• Task directions: First find the line with "Mathematics for Plummet" in the entries below, then set down exactly every line through the line with "pub use vec3::Vec3;", that line included.

• Provided information:
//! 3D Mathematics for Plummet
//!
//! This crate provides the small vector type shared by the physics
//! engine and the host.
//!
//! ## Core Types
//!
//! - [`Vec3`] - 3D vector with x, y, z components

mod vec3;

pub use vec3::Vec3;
* * *
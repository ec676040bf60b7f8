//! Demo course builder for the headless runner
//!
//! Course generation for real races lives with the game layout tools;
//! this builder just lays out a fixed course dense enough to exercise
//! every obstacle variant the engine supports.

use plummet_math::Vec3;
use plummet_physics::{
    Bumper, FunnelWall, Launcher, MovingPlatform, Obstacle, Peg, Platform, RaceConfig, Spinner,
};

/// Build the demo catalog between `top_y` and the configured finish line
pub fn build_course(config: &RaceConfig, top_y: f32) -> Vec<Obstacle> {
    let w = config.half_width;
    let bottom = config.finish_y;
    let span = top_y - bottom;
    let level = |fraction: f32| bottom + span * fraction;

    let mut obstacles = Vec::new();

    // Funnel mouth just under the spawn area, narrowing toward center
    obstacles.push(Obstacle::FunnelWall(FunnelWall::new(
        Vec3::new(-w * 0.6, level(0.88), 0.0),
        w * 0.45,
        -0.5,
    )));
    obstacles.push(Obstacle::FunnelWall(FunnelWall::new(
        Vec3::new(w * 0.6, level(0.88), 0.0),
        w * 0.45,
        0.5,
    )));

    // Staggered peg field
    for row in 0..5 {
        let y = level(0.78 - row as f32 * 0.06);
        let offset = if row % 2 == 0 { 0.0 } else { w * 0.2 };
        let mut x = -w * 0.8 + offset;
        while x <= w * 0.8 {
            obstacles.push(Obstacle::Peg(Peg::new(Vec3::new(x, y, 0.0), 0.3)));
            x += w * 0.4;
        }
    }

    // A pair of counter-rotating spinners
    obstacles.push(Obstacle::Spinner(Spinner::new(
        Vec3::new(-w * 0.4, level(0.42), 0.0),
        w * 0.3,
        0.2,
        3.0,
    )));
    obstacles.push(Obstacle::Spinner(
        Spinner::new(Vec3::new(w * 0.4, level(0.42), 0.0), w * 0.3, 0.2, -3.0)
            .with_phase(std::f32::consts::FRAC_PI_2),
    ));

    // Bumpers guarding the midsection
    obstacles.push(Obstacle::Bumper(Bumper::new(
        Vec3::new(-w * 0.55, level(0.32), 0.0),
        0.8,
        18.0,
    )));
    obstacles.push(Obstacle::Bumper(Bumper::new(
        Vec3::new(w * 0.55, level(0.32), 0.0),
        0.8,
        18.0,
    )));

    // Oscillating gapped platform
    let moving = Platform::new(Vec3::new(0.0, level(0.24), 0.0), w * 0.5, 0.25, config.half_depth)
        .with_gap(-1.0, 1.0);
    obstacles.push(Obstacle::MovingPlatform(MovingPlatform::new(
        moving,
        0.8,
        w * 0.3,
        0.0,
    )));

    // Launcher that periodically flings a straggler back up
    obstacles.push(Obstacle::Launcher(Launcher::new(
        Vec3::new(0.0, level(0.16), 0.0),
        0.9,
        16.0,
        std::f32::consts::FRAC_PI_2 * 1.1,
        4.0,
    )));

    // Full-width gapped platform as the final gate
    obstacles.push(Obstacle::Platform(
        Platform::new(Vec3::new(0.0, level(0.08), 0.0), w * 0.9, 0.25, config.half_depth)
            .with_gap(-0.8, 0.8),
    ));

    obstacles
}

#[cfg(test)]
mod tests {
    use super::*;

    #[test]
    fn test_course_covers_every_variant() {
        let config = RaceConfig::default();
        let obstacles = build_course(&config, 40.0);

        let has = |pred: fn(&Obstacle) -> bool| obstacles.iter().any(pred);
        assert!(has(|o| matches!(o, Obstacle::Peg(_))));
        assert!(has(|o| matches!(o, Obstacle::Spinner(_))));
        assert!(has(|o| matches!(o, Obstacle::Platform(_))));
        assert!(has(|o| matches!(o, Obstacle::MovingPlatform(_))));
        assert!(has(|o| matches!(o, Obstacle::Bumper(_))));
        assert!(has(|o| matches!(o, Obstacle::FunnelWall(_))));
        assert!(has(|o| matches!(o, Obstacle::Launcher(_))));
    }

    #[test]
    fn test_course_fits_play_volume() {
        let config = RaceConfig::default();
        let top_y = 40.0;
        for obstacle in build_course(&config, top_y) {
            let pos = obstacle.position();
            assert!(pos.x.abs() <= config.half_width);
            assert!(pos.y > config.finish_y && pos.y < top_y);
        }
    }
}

• Exercise result:
//! 3D Mathematics for Plummet
//!
//! This crate provides the small vector type shared by the physics
//! engine and the host.
//!
//! ## Core Types
//!
//! - [`Vec3`] - 3D vector with x, y, z components

mod vec3;

pub use vec3::Vec3;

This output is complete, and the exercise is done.